Bonjour, mes chers lecteurs avides d'aventures démoniaques et de romances plus tordues qu'un bretzel ! Accrochez-vous à vos chapeaux, car on va papoter du quatrième tome de Le Grand Maître De La Cultivation Démoniaque (aka MDZS pour les intimes). Oui, celui-là même qui a fait pleurer des rivières de larmes à vos pauvres rédacteurs. On ne vous juge pas, on était pareils !
Alors, où en étions-nous ? Ah oui, Wei Wuxian, notre héros resuscité (oui, parce que la mort, c'est tellement has been), continue de semer la zizanie avec un sourire en coin et une flûte qui fait plus de mal qu'un potin de commère de village. Et Lan Wangji, notre iceberg ambulant préféré, le suit comme son ombre, toujours aussi stoïque mais avec un petit quelque chose dans le regard qui nous crie "oui, je t'aime, mais je ne le dirai jamais à voix haute". C'est beau, non ? Enfin, à leur manière, très particulière.
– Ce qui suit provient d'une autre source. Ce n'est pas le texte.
use clap::Subcommand;
use serde_json::{json, Map, Value};

use crate::cli::client::ApiClient;
use crate::cli::utils::{output_empty_collection, output_success, output_value};
use crate::cli::OutputFormat;

#[derive(Subcommand)]
pub enum UsersCommands {
    #[command(about = "List users")]
    List,

    #[command(about = "Show one user")]
    Get {
        #[arg(help = "User id (email)")]
        id: String,
    },

    #[command(about = "Create a user")]
    Create {
        #[arg(help = "User id (email)")]
        id: String,
        #[arg(help = "Display name")]
        nome: String,
        #[arg(long, help = "Grant read permission")]
        leitura: bool,
        #[arg(long, help = "Grant write permission")]
        escrita: bool,
        #[arg(long, help = "Grant admin permission")]
        admin: bool,
        #[arg(long, help = "Create the user as inactive")]
        inactive: bool,
    },

    #[command(about = "Update a user; unspecified fields are kept")]
    Update {
        #[arg(help = "User id (email)")]
        id: String,
        #[arg(long, help = "New display name")]
        nome: Option<String>,
        #[arg(long, help = "Read permission (true/false)")]
        leitura: Option<bool>,
        #[arg(long, help = "Write permission (true/false)")]
        escrita: Option<bool>,
        #[arg(long, help = "Admin permission (true/false)")]
        admin: Option<bool>,
        #[arg(long, help = "Active flag (true/false)")]
        ativo: Option<bool>,
    },

    #[command(about = "Delete a user")]
    Delete {
        #[arg(help = "User id (email)")]
        id: String,
    },
}

pub async fn handle(cmd: UsersCommands, client: &ApiClient, output_format: OutputFormat) -> anyhow::Result<()> {
    match cmd {
        UsersCommands::List => {
            let value = client.get(&["users"]).await?;
            let users = value["usuarios"].as_array().cloned().unwrap_or_default();
            if users.is_empty() {
                return output_empty_collection(&output_format, "usuarios", "No users found");
            }
            match output_format {
                OutputFormat::Json => output_value(&output_format, &value),
                OutputFormat::Text => {
                    for user in &users {
                        println!("{}", user_line(user));
                    }
                    Ok(())
                }
            }
        }
        UsersCommands::Get { id } => {
            let value = client.get(&["users", id.as_str()]).await?;
            output_value(&output_format, &value)
        }
        UsersCommands::Create {
            id,
            nome,
            leitura,
            escrita,
            admin,
            inactive,
        } => {
            let body = json!({
                "id": id,
                "nome": nome,
                "permissoes": {"leitura": leitura, "escrita": escrita, "admin": admin},
                "ativo": !inactive,
            });
            let response = client.post(&["users"], &body).await?;
            output_success(&output_format, &format!("Created user {}", id), Some(response))
        }
        UsersCommands::Update {
            id,
            nome,
            leitura,
            escrita,
            admin,
            ativo,
        } => {
            let mut permissoes = Map::new();
            for (key, bit) in [("leitura", leitura), ("escrita", escrita), ("admin", admin)] {
                if let Some(bit) = bit {
                    permissoes.insert(key.to_string(), json!(bit));
                }
            }

            let mut body = Map::new();
            if let Some(nome) = nome {
                body.insert("nome".into(), json!(nome));
            }
            if !permissoes.is_empty() {
                body.insert("permissoes".into(), Value::Object(permissoes));
            }
            if let Some(ativo) = ativo {
                body.insert("ativo".into(), json!(ativo));
            }
            if body.is_empty() {
                anyhow::bail!("Nothing to update: pass --nome, --leitura, --escrita, --admin or --ativo");
            }

            let response = client.put(&["users", id.as_str()], &Value::Object(body)).await?;
            output_success(&output_format, &format!("Updated user {}", id), Some(response))
        }
        UsersCommands::Delete { id } => {
            let response = client.delete(&["users", id.as_str()]).await?;
            output_success(&output_format, &format!("Deleted user {}", id), Some(response))
        }
    }
}

fn user_line(user: &Value) -> String {
    let bits = &user["permissoes"];
    let flag = |key: &str, letter: char| if bits[key].as_bool().unwrap_or(false) { letter } else { '-' };
    format!(
        "{}{}{} {} {:<32} {}",
        flag("leitura", 'r'),
        flag("escrita", 'w'),
        flag("admin", 'a'),
        if user["ativo"].as_bool().unwrap_or(false) { "active  " } else { "inactive" },
        user["id"].as_str().unwrap_or_default(),
        user["nome"].as_str().unwrap_or_default()
    )
}
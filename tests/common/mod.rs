#![allow(dead_code)]

use std::sync::Arc;
use std::time::{Duration, Instant};

use anyhow::{Context, Result};
use reqwest::{Method, StatusCode};
use serde_json::Value;

use feature_flag_manager::config::AppConfig;
use feature_flag_manager::store::MemoryStore;
use feature_flag_manager::users::{NewUser, Permissoes};
use feature_flag_manager::{FlagRouter, RouterOptions};

pub const ADMIN: &str = "admin@example.com";
pub const WRITER: &str = "writer@example.com";
pub const READER: &str = "reader@example.com";

/// One in-process server per test, backed by a fresh in-memory store
pub struct TestServer {
    pub base_url: String,
    pub store: MemoryStore,
    client: reqwest::Client,
}

impl TestServer {
    async fn spawn() -> Result<Self> {
        // Pick an unused port for isolation
        let port = portpicker::pick_unused_port().context("failed to pick free port")?;
        let base_url = format!("http://127.0.0.1:{}", port);

        let mut config = AppConfig::from_lookup(|_| None);
        config.security.bootstrap_admin = None;
        config.api.enable_request_logging = false;

        let store = MemoryStore::new();
        let router = FlagRouter::new(Arc::new(store.clone()), RouterOptions::default());
        seed(&router).await?;

        let listener = tokio::net::TcpListener::bind(("127.0.0.1", port))
            .await
            .context("failed to bind test port")?;
        tokio::spawn(async move {
            if let Err(e) = feature_flag_manager::server::run(listener, router, &config).await {
                eprintln!("test server stopped: {e}");
            }
        });

        Ok(Self {
            base_url,
            store,
            client: reqwest::Client::new(),
        })
    }

    async fn wait_ready(&self, timeout: Duration) -> Result<()> {
        let deadline = Instant::now() + timeout;
        loop {
            if Instant::now() > deadline {
                break;
            }
            if let Ok(resp) = self.client.get(format!("{}/health", self.base_url)).send().await {
                if resp.status() == StatusCode::OK {
                    return Ok(());
                }
            }
            tokio::time::sleep(Duration::from_millis(50)).await;
        }
        anyhow::bail!("server did not become ready on {} within {:?}", self.base_url, timeout)
    }

    /// Send `body` (if any) as `user` (if any); returns status and parsed JSON
    pub async fn call(
        &self,
        method: Method,
        path: &str,
        user: Option<&str>,
        body: Option<Value>,
    ) -> Result<(StatusCode, Value)> {
        let mut request = self.client.request(method, format!("{}{}", self.base_url, path));
        if let Some(user) = user {
            request = request.header("X-User-Id", user);
        }
        if let Some(body) = body {
            request = request.json(&body);
        }
        let response = request.send().await?;
        let status = response.status();
        let value = response.json::<Value>().await?;
        Ok((status, value))
    }

    pub async fn get(&self, path: &str, user: &str) -> Result<(StatusCode, Value)> {
        self.call(Method::GET, path, Some(user), None).await
    }

    pub async fn post(&self, path: &str, user: &str, body: Value) -> Result<(StatusCode, Value)> {
        self.call(Method::POST, path, Some(user), Some(body)).await
    }

    pub async fn put(&self, path: &str, user: &str, body: Value) -> Result<(StatusCode, Value)> {
        self.call(Method::PUT, path, Some(user), Some(body)).await
    }

    pub async fn delete(&self, path: &str, user: &str) -> Result<(StatusCode, Value)> {
        self.call(Method::DELETE, path, Some(user), None).await
    }
}

async fn seed(router: &FlagRouter) -> Result<()> {
    let users = [
        (ADMIN, Permissoes { leitura: true, escrita: true, admin: true }),
        (WRITER, Permissoes { leitura: true, escrita: true, admin: false }),
        (READER, Permissoes { leitura: true, escrita: false, admin: false }),
    ];
    for (id, permissoes) in users {
        router
            .users()
            .create(NewUser {
                id: id.to_string(),
                nome: id.to_string(),
                permissoes,
                ativo: true,
            })
            .await
            .with_context(|| format!("failed to seed {}", id))?;
    }
    Ok(())
}

pub async fn start_server() -> Result<TestServer> {
    let server = TestServer::spawn().await?;
    server.wait_ready(Duration::from_secs(10)).await?;
    Ok(server)
}
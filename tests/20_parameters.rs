mod common;

use anyhow::Result;
use reqwest::StatusCode;
use serde_json::json;

use common::{ADMIN, READER, WRITER};

#[tokio::test]
async fn flag_lifecycle_keeps_previous_version() -> Result<()> {
    let server = common::start_server().await?;

    let (status, body) = server
        .post(
            "/parameters",
            WRITER,
            json!({"id": "DARK_MODE", "value": "false", "type": "BOOLEAN", "description": "Dark theme"}),
        )
        .await?;
    assert_eq!(status, StatusCode::CREATED, "{body}");
    assert_eq!(body["id"], "DARK_MODE");
    assert_eq!(body["parameter"]["lastModifiedBy"], WRITER);

    let (status, body) = server.get("/parameters/DARK_MODE", READER).await?;
    assert_eq!(status, StatusCode::OK);
    assert_eq!(body["value"], "false");
    assert_eq!(body["type"], "BOOLEAN");
    assert!(body.get("previousVersion").is_none());

    let (status, body) = server
        .put("/parameters/DARK_MODE", ADMIN, json!({"value": "true"}))
        .await?;
    assert_eq!(status, StatusCode::OK, "{body}");
    let parameter = &body["parameter"];
    assert_eq!(parameter["value"], "true");
    assert_eq!(parameter["lastModifiedBy"], ADMIN);
    assert_eq!(parameter["previousVersion"]["value"], "false");
    assert_eq!(parameter["previousVersion"]["modifiedBy"], WRITER);
    assert_eq!(parameter["description"], "Dark theme");

    let (status, _) = server.delete("/parameters/DARK_MODE", WRITER).await?;
    assert_eq!(status, StatusCode::FORBIDDEN);

    let (status, body) = server.delete("/parameters/DARK_MODE", ADMIN).await?;
    assert_eq!(status, StatusCode::OK);
    assert_eq!(body["message"], "Parameter deleted successfully");

    let (status, _) = server.get("/parameters/DARK_MODE", READER).await?;
    assert_eq!(status, StatusCode::NOT_FOUND);
    Ok(())
}

#[tokio::test]
async fn readers_cannot_write() -> Result<()> {
    let server = common::start_server().await?;

    let (status, body) = server
        .post("/parameters", READER, json!({"id": "X", "value": "1", "type": "INTEGER"}))
        .await?;
    assert_eq!(status, StatusCode::FORBIDDEN);
    assert_eq!(body["code"], "FORBIDDEN");

    let (_, body) = server.get("/parameters", READER).await?;
    assert_eq!(body["count"], 0);
    Ok(())
}

#[tokio::test]
async fn duplicate_create_conflicts() -> Result<()> {
    let server = common::start_server().await?;
    let flag = json!({"id": "BETA", "value": "on", "type": "STRING"});

    let (status, _) = server.post("/parameters", WRITER, flag.clone()).await?;
    assert_eq!(status, StatusCode::CREATED);
    let (status, body) = server.post("/parameters", WRITER, flag).await?;
    assert_eq!(status, StatusCode::CONFLICT);
    assert_eq!(body["code"], "CONFLICT");
    Ok(())
}

#[tokio::test]
async fn invalid_bodies_are_rejected() -> Result<()> {
    let server = common::start_server().await?;

    let (status, body) = server
        .post("/parameters", WRITER, json!({"id": "X", "value": "1", "type": "NUMBER"}))
        .await?;
    assert_eq!(status, StatusCode::BAD_REQUEST);
    assert_eq!(body["code"], "VALIDATION_ERROR");
    assert_eq!(body["field"], "type");

    let (status, body) = server.post("/parameters", WRITER, json!({})).await?;
    assert_eq!(status, StatusCode::BAD_REQUEST);
    assert_eq!(body["error"], "Request body is required");
    Ok(())
}

#[tokio::test]
async fn prefixes_group_flags() -> Result<()> {
    let server = common::start_server().await?;

    for (prefix, id) in [("checkout", "NEW_FLOW"), ("checkout", "PIX"), ("ui", "DARK_MODE")] {
        let (status, body) = server
            .post(
                "/parameters",
                WRITER,
                json!({"id": id, "value": "true", "type": "BOOLEAN", "prefix": prefix}),
            )
            .await?;
        assert_eq!(status, StatusCode::CREATED, "{body}");
    }

    let (_, body) = server.get("/parameters/prefixes", READER).await?;
    assert_eq!(body["prefixes"], json!(["checkout", "ui"]));

    let (_, body) = server.get("/parameters/prefix/checkout", READER).await?;
    assert_eq!(body["prefix"], "checkout");
    assert_eq!(body["count"], 2);

    let (status, body) = server.get("/parameters/ui/DARK_MODE", READER).await?;
    assert_eq!(status, StatusCode::OK);
    assert_eq!(body["prefix"], "ui");

    let (_, body) = server.get("/parameters", READER).await?;
    assert_eq!(body["count"], 3);

    // The user collection lives under the same root but is never listed as a flag
    assert!(server.store.raw_value("/feature-flags/users").await.is_some());
    Ok(())
}

#[tokio::test]
async fn delete_by_arn() -> Result<()> {
    let server = common::start_server().await?;

    let (_, body) = server
        .post(
            "/parameters",
            WRITER,
            json!({"id": "LIMIT", "value": "10", "type": "INTEGER", "prefix": "api"}),
        )
        .await?;
    let arn = body["parameter"]["arn"].as_str().unwrap_or_default().to_string();
    assert!(arn.starts_with("arn:aws:ssm:"), "{arn}");

    let path = format!("/parameters/arn/{}", urlencoding::encode(&arn));
    let (status, body) = server.delete(&path, ADMIN).await?;
    assert_eq!(status, StatusCode::OK, "{body}");
    assert_eq!(body["arn"], arn.as_str());

    let (status, _) = server.get("/parameters/api/LIMIT", READER).await?;
    assert_eq!(status, StatusCode::NOT_FOUND);
    Ok(())
}

#[tokio::test]
async fn prefixed_flags_update_in_place() -> Result<()> {
    let server = common::start_server().await?;

    let (status, _) = server
        .post(
            "/parameters",
            WRITER,
            json!({"id": "N", "value": "1", "type": "INTEGER", "prefix": "ui", "description": "old"}),
        )
        .await?;
    assert_eq!(status, StatusCode::CREATED);

    let (status, body) = server
        .put("/parameters/ui/N", WRITER, json!({"value": "2", "description": null}))
        .await?;
    assert_eq!(status, StatusCode::OK, "{body}");
    assert_eq!(body["prefix"], "ui");
    assert_eq!(body["parameter"]["name"], "/feature-flags/ui/N");
    assert_eq!(body["parameter"]["previousVersion"]["value"], "1");
    assert_eq!(body["parameter"]["description"], "");
    assert_eq!(server.store.description("/feature-flags/ui/N").await.as_deref(), Some(""));

    // Without the prefix the record is found by id and still written in place
    let (status, body) = server.put("/parameters/N", WRITER, json!({"value": "3"})).await?;
    assert_eq!(status, StatusCode::OK, "{body}");
    assert_eq!(body["parameter"]["name"], "/feature-flags/ui/N");
    assert_eq!(body["parameter"]["previousVersion"]["value"], "2");
    assert!(server.store.raw_value("/feature-flags/N").await.is_none());
    Ok(())
}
Des complots, des fantômes et des petits fours (peut-être)
Ce tome 4, c'est un peu comme un buffet à volonté de péripéties. On y trouve :
- Des complots plus tortueux qu'un labyrinthe pour hamster. On se demande qui tire les ficelles et surtout, si ces ficelles sont propres (on a des doutes).
- Des fantômes qui hantent plus que votre ex vos réseaux sociaux. Préparez vos amulettes et vos prières, vous en aurez besoin !
- Des révélations qui font l'effet d'une bombe à confettis (oui, c'est coloré mais ça fait quand même mal). Attendez-vous à des "Oh mon Dieu !" et des "Non, ce n'est pas possible !".
Et le tout, saupoudré de l'humour sarcastique de Wei Wuxian, qui est un peu notre remède contre le trop plein de drama. Parce qu'il faut bien avouer, MDZS c'est un peu les montagnes russes émotionnelles. Une minute on rigole, la minute suivante on pleure toutes les larmes de notre corps. Merci Wei Wuxian pour les rires, et merci l'auteur pour les mouchoirs à gogo !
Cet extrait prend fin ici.